Si la gastronomie excelle, l’audace en est l’étincelle.

1998 : champion du monde et 20 ans plus tard ? Qu’ambitionnez-vous d’être cette année ?

Ce soir de finale de coupe du monde alors que 60 millions de français étaient dans les rues, devant leur télévision, ou au stade, je dînais à la Belle Otero à Cannes, chez Francis Chauveau. A chaque but, un cri de joie émanait de la cuisine, il y avait 3 tables de 2 couverts ce soir-là, le homard était magnifique. J’avais appris que le restaurant devait être remplacé par un Casino, alors une date dite de « finale » me paraissait amusante pour découvrir cette table.

Pourquoi avons-nous gagné en 1998 ? Parce que nous avons marqué des buts ? Oui à la finale, cependant nous avons surtout gagné car nous en avons peu pris, surement la meilleure défense que l’équipe de France ait eu ! Ce repas c’est comme cela que je l’ai compris, une cuisine où l’on ne prenait pas de but, d’un joli classicisme de défense, mais elle n’en marquait pas.

A l’aube de la sortie du Guide Michelin 2018, nous pouvons nous poser cette question : Est-ce que les guides influenceurs qui auront encore de l’impact auprès des consommateurs vont récompenser les plats signatures de maisons qui s’expriment que dans la régularité, ou est-ce que l’idée de la suprématie d’une table viendra de celles qui auront le plus travaillé leur identité, leur signature de marque, leur remise en question.

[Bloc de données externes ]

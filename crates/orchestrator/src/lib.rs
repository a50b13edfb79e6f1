#![deny(unsafe_code)]
#![deny(missing_docs)]
#![deny(rustdoc::broken_intra_doc_links)]
#![cfg_attr(docsrs, feature(doc_cfg))]

//! crates/orchestrator/src/lib.rs
//!
//! Exactly-once construction of every configured logger.
//!
//! # Overview
//!
//! A [`Context`] owns one [`Orchestrator`], the [`logging::Registry`] its
//! loggers live in and the cache that lets loggers share file sinks. The
//! orchestrator is built on the first call to [`Context::instance`] from the
//! first configuration available:
//!
//! 1. a configuration passed to [`Context::instance_with_config`]
//!    ([`ConfigSource::DirectParams`]);
//! 2. entries registered with [`Context::set_config`]
//!    ([`ConfigSource::ExtFuncSetting`]);
//! 3. the file registered with [`Context::set_config_file`], or
//!    `logwire.conf` in the working directory
//!    ([`ConfigSource::ExtFileSpecified`]);
//! 4. the built-in defaults ([`ConfigSource::Default`]).
//!
//! # Invariants
//!
//! - Concurrent first calls construct exactly once; all callers observe the
//!   same orchestrator.
//! - External settings are rejected once construction has begun.
//! - A failed construction leaves no logger registered; a later call
//!   retries.
//!
//! # Examples
//!
//! ```
//! use orchestrator::{ConfigSource, Context};
//!
//! let context = Context::new();
//! context
//!     .set_config([("root_logger_sinks", ""), ("custom_logger_names", "net")], true)
//!     .unwrap();
//!
//! let orchestrator = context.instance().unwrap();
//! assert_eq!(orchestrator.config_source(), ConfigSource::ExtFuncSetting);
//! assert_eq!(orchestrator.logger("net").unwrap().name(), "net");
//! assert_eq!(orchestrator.logger("unknown").unwrap().name(), "root_logger");
//! ```

mod context;
mod error;
mod orchestrator;
mod source;
mod trace;

pub use context::Context;
pub use error::{InitError, OverrideKind};
pub use orchestrator::{Orchestrator, OrchestratorBuilder};
pub use source::ConfigSource;
//! Integration tests for orchestrator construction.
//!
//! Every test uses its own [`Context`] so the tests can run in parallel.

use std::sync::{Arc, Barrier};
use std::thread;

use logging::Level;
use orchestrator::{ConfigSource, Context, InitError, OverrideKind};
use test_support::ScratchDir;

// ============================================================================
// Configuration Source Tests
// ============================================================================

/// Verifies that a registered configuration file is read.
#[test]
fn configuration_file_is_loaded() {
    let scratch = ScratchDir::new();
    let body = format!(
        "# loggers\n\
         custom_logger_names = net\n\
         net_level = \"error\"\n\
         root_logger_sinks = file\n\
         file_full_name = {}\n",
        scratch.base_str("fromfile")
    );
    let path = scratch.write_config("app.conf", &body);
    let context = Context::new();
    context.set_config_file(&path).unwrap();

    let orchestrator = context.instance().unwrap();

    assert_eq!(orchestrator.config_source(), ConfigSource::ExtFileSpecified);
    assert_eq!(orchestrator.logger("net").unwrap().level(), Level::Error);
    orchestrator.root().unwrap().info("from file");
    orchestrator.flush_all().unwrap();
    assert_eq!(scratch.active_lines("fromfile").len(), 1);
}

/// Verifies that registered entries win over a registered file.
#[test]
fn registered_entries_win_over_file() {
    let scratch = ScratchDir::new();
    let path = scratch.write_config("app.conf", "custom_logger_names = fromfile\n");
    let context = Context::new();
    context.set_config_file(&path).unwrap();
    context
        .set_config(scratch.store([("custom_logger_names", "fromcode")]), true)
        .unwrap();

    let orchestrator = context.instance().unwrap();

    assert_eq!(orchestrator.config_source(), ConfigSource::ExtFuncSetting);
    assert_eq!(orchestrator.logger_names(), ["fromcode", "root_logger"]);
}

// ============================================================================
// Concurrency Tests
// ============================================================================

/// Verifies that concurrent first calls all observe one orchestrator.
#[test]
fn concurrent_instance_calls_construct_once() {
    let scratch = ScratchDir::new();
    let context = Arc::new(Context::new());
    context
        .set_config(scratch.store([("custom_logger_names", "a, b, c")]), true)
        .unwrap();
    let barrier = Arc::new(Barrier::new(8));

    let handles: Vec<_> = (0..8)
        .map(|_| {
            let context = Arc::clone(&context);
            let barrier = Arc::clone(&barrier);
            thread::spawn(move || {
                barrier.wait();
                context.instance().unwrap()
            })
        })
        .collect();
    let instances: Vec<_> = handles.into_iter().map(|h| h.join().unwrap()).collect();

    assert!(instances.iter().all(|o| Arc::ptr_eq(o, &instances[0])));
    assert_eq!(context.registry().len(), 4);
}

/// Verifies that a setter racing construction either applies or fails.
#[test]
fn setter_racing_construction_is_applied_or_rejected() {
    let scratch = ScratchDir::new();
    let context = Arc::new(Context::new());
    context
        .set_config(scratch.store(Vec::<(String, String)>::new()), true)
        .unwrap();
    let barrier = Arc::new(Barrier::new(2));

    let setter = {
        let context = Arc::clone(&context);
        let barrier = Arc::clone(&barrier);
        thread::spawn(move || {
            barrier.wait();
            context.set_config([("custom_logger_names", "late")], false)
        })
    };
    barrier.wait();
    let orchestrator = context.instance().unwrap();
    let outcome = setter.join().unwrap();

    match outcome {
        Ok(()) => assert!(orchestrator.logger_names().contains(&"late".to_owned())),
        Err(err) => {
            assert!(matches!(err, InitError::AlreadyInitialized(OverrideKind::ConfigMap)));
            assert!(!orchestrator.logger_names().contains(&"late".to_owned()));
        }
    }
}

// ============================================================================
// Sharing Tests
// ============================================================================

/// Verifies that loggers pointing at one path write to one file.
#[test]
fn loggers_share_file_sinks() {
    let scratch = ScratchDir::new();
    let context = Context::new();
    let shared = scratch.base_str("shared");
    let config = scratch.store([
        ("custom_logger_names", "net, db"),
        ("net_sinks", "netfile"),
        ("db_sinks", "dbfile"),
        ("netfile_full_name", shared.as_str()),
        ("dbfile_full_name", shared.as_str()),
        ("net_format", "%n: %v"),
        ("db_format", "%n: %v"),
    ]);
    let orchestrator = context.instance_with_config(config).unwrap();

    orchestrator.logger("net").unwrap().info("one");
    orchestrator.logger("db").unwrap().info("two");
    orchestrator.flush_all().unwrap();

    assert_eq!(scratch.active_lines("shared"), ["net: one", "db: two"]);
    // defaultLog for the root logger plus the shared file.
    assert_eq!(context.sink_cache().len(), 2);
}

/// Verifies that a failed construction registers nothing and can be retried.
#[test]
fn failed_construction_leaves_registry_empty() {
    let scratch = ScratchDir::new();
    let context = Context::new();
    context
        .set_config(
            scratch.store([
                ("custom_logger_names", "net"),
                ("net_sinks", "bad"),
                ("bad_sink", "RotateFile"),
                ("bad_full_name", scratch.base_str("bad").as_str()),
                ("bad_rotate_num", "many"),
            ]),
            true,
        )
        .unwrap();

    let err = context.instance().unwrap_err();
    assert!(matches!(err, InitError::Sinks { .. }));
    assert!(context.registry().is_empty());

    context.set_config([("bad_rotate_num", "2")], false).unwrap();
    let orchestrator = context.instance().unwrap();
    assert_eq!(orchestrator.logger("net").unwrap().sink_count(), 1);
}
//! crates/logging-config/src/store.rs
//!
//! The [`ConfigStore`] key/value map and its merge rules.

use std::collections::BTreeMap;
use std::fmt;
use std::fs::File;
use std::io::{BufRead, BufReader};
use std::path::Path;

use crate::error::{ConfigError, ConfigResult};
use crate::keys::{DEFAULTS, LOGGER_NAMES_KEY};
use crate::parse::parse_entries;

/// String-keyed configuration map that always holds the built-in defaults.
///
/// Keys are kept sorted so [`ConfigStore::dump`] and iteration are stable.
#[derive(Clone, Debug, Eq, PartialEq)]
#[cfg_attr(feature = "serde", derive(serde::Serialize, serde::Deserialize))]
#[cfg_attr(feature = "serde", serde(from = "BTreeMap<String, String>"))]
#[cfg_attr(feature = "serde", serde(into = "BTreeMap<String, String>"))]
pub struct ConfigStore {
    entries: BTreeMap<String, String>,
}

impl ConfigStore {
    /// Creates a store holding exactly the built-in defaults.
    pub fn defaults() -> Self {
        let entries = DEFAULTS
            .iter()
            .map(|(key, value)| ((*key).to_owned(), (*value).to_owned()))
            .collect();
        Self { entries }
    }

    /// Creates a store from `entries` with missing defaults backfilled.
    pub fn from_entries<I, K, V>(entries: I) -> Self
    where
        I: IntoIterator<Item = (K, V)>,
        K: Into<String>,
        V: Into<String>,
    {
        let mut store = Self::defaults();
        store.replace(entries);
        store
    }

    /// Looks up `key`, then `fallback`.
    ///
    /// ```
    /// use logging_config::ConfigStore;
    ///
    /// let store = ConfigStore::defaults();
    /// assert_eq!(store.get("net_level", "root_logger_level").unwrap(), "debug");
    /// ```
    pub fn get(&self, key: &str, fallback: &str) -> ConfigResult<&str> {
        self.entries
            .get(key)
            .or_else(|| self.entries.get(fallback))
            .map(String::as_str)
            .ok_or_else(|| ConfigError::MissingKey(key.to_owned()))
    }

    /// Looks up `key` without a fallback.
    pub fn value(&self, key: &str) -> Option<&str> {
        self.entries.get(key).map(String::as_str)
    }

    /// Returns `true` when `key` is present.
    pub fn contains_key(&self, key: &str) -> bool {
        self.entries.contains_key(key)
    }

    /// Merges `partial` into the store.
    ///
    /// Every key overwrites the current value except `custom_logger_names`,
    /// which is appended with a comma when a non-empty value already exists.
    /// Keys absent from `partial` are left untouched.
    pub fn update<I, K, V>(&mut self, partial: I)
    where
        I: IntoIterator<Item = (K, V)>,
        K: Into<String>,
        V: Into<String>,
    {
        for (key, value) in partial {
            let key = key.into();
            let value = value.into();
            if key != LOGGER_NAMES_KEY {
                self.entries.insert(key, value);
                continue;
            }
            match self.entries.get_mut(LOGGER_NAMES_KEY) {
                Some(existing) if !existing.is_empty() => {
                    if !value.is_empty() {
                        existing.push(',');
                        existing.push_str(&value);
                    }
                }
                Some(existing) => *existing = value,
                None => {
                    self.entries.insert(key, value);
                }
            }
        }
    }

    /// Replaces the store's content with `full`, then backfills missing defaults.
    pub fn replace<I, K, V>(&mut self, full: I)
    where
        I: IntoIterator<Item = (K, V)>,
        K: Into<String>,
        V: Into<String>,
    {
        self.entries = full
            .into_iter()
            .map(|(key, value)| (key.into(), value.into()))
            .collect();
        self.backfill_defaults();
    }

    /// Loads a configuration file, replacing the store on success.
    ///
    /// On error the store is left unchanged.
    pub fn load_from_file(&mut self, path: impl AsRef<Path>) -> ConfigResult<()> {
        let path = path.as_ref();
        let file = File::open(path).map_err(|source| ConfigError::read(path, source))?;
        self.load_entries(BufReader::new(file), path)
    }

    /// Loads configuration lines from any buffered reader.
    pub fn load_from_reader<R: BufRead>(&mut self, reader: R) -> ConfigResult<()> {
        self.load_entries(reader, Path::new("<reader>"))
    }

    fn load_entries<R: BufRead>(&mut self, reader: R, origin: &Path) -> ConfigResult<()> {
        let entries = parse_entries(reader, origin)?;
        crate::trace::loaded(origin, entries.len());
        self.replace(entries);
        Ok(())
    }

    /// Renders every key and value, one `key = value` per line in key order.
    pub fn dump(&self) -> String {
        self.to_string()
    }

    /// Iterates over all entries in key order.
    pub fn iter(&self) -> impl Iterator<Item = (&str, &str)> {
        self.entries
            .iter()
            .map(|(key, value)| (key.as_str(), value.as_str()))
    }

    /// Number of entries, defaults included.
    pub fn len(&self) -> usize {
        self.entries.len()
    }

    /// Always `false` for a store built through the public constructors.
    pub fn is_empty(&self) -> bool {
        self.entries.is_empty()
    }

    fn backfill_defaults(&mut self) {
        for (key, value) in DEFAULTS {
            if !self.entries.contains_key(*key) {
                self.entries.insert((*key).to_owned(), (*value).to_owned());
            }
        }
    }
}

impl Default for ConfigStore {
    fn default() -> Self {
        Self::defaults()
    }
}

impl fmt::Display for ConfigStore {
    fn fmt(&self, f: &mut fmt::Formatter<'_>) -> fmt::Result {
        for (key, value) in &self.entries {
            writeln!(f, "{key} = {value}")?;
        }
        Ok(())
    }
}

impl<K: Into<String>, V: Into<String>> FromIterator<(K, V)> for ConfigStore {
    fn from_iter<I: IntoIterator<Item = (K, V)>>(iter: I) -> Self {
        Self::from_entries(iter)
    }
}

impl From<BTreeMap<String, String>> for ConfigStore {
    fn from(entries: BTreeMap<String, String>) -> Self {
        Self::from_entries(entries)
    }
}

impl From<ConfigStore> for BTreeMap<String, String> {
    fn from(store: ConfigStore) -> Self {
        store.entries
    }
}

impl IntoIterator for ConfigStore {
    type Item = (String, String);
    type IntoIter = std::collections::btree_map::IntoIter<String, String>;

    fn into_iter(self) -> Self::IntoIter {
        self.entries.into_iter()
    }
}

Un 3 étoiles dans le monde d’aujourd’hui, c’est la Table de Grant Achatz qui joue continuellement en attaque par l’invention de plat (Alinéa de Chicago) ou l’Ambroisie de Paris ? Les deux : sûrement, peut-être…je ne sais pas.

En France, les futures maisons 3 étoiles seront-elles celles qui ont déjà été distinguées par le passé comme l’annoncent déjà certains journalistes (Monsieur Klein ou Monsieur Veyrat), où seront-ils des personnages révélations d’aujourd’hui ?

Distinguer une maison, ce n’est pas envisager qu’elle va devenir meilleure, c’est qu’elle a déjà le niveau. Car le consommateur, lui attend d’être éclairé par des experts.

Sauf que les experts, le consommateur les consulte de temps en temps pour se rassurer ; plus pour dénicher. Car en réalité, l’influence d’aujourd’hui a basculé dans l’avis de la masse et de la transparence, il suffit de regarder la réussite de Tripadvisor.

Notre société en 20 ans a fabriqué autant de sélectionneurs en équipe de France, que d’inspecteurs de tables armés d’un smartphone. Au moins cela a remis l’église au milieu du village : un chef cela cuisine pour son client pas pour un guide.

Ainsi le guide de demain qui fera référence sera celui qui réussira le plus dans l’exercice de événementiel, car l’avis compte mais dans l’esprit du consommateur, il compte plus par l’avis de son contemporain et moins par celui de l’expert.

Aussi pour que la marque du guide existe, il lui faudra réunir les chefs qui auront les comptes instagram et twitter les plus importants pour imaginer des opérations communes avec d’autres marques. Ainsi, elle gardera une longueur d’avance auprès des blogueurs et des journalistes en les réunissant pour qu’ils parlent de l’endroit où il fallait être.

En réalité, le leader de référence est à ce jour Tripadvisor avec tous ses défauts et ses avantages. Les leaders de préférence sont les guides gastronomiques connus, respectés par les chefs par simple idée d’héritage et de reconnaissance.

Préférence aussi car les lecteurs de la presse aiment savoir qui devient mieux que l’autre et alors le journaliste met en lumière les ambassadeurs de territoires de demain.

Mais être ambassadeur à notre époque, ce n’est plus un statut : cela doit être un engagement. Les enjeux de comment et par qui nos enfants seront nourris sont essentiels, comment les familles se retrouveront autour d’une table pour échanger, rire, et le tout sans smartphone. La table conservera-t-elle cette idée sacrée de l’échange et de l’écoute ?

La cuisine est un acte d’amour. En amour, il faut en faire plus, il faut que cela soit intense, il faut le prouver continuellement, il faut que ce soit dans le regard émerveillé de l’autre qu’il se décèle.

Ainsi, en 2018, je pousserai toujours avec passion les tables de France et d’Europe, mais comme chacun de mes contemporains, j’attacherai plus d’importance à celles qui placent au centre de leur expérience, le partage de l’émotion, et au cœur de leurs préoccupations le parcours facilité du client, sublimé ici par les équipes de salle.

Demain, si la gastronomie excelle, l’audace en est l’étincelle.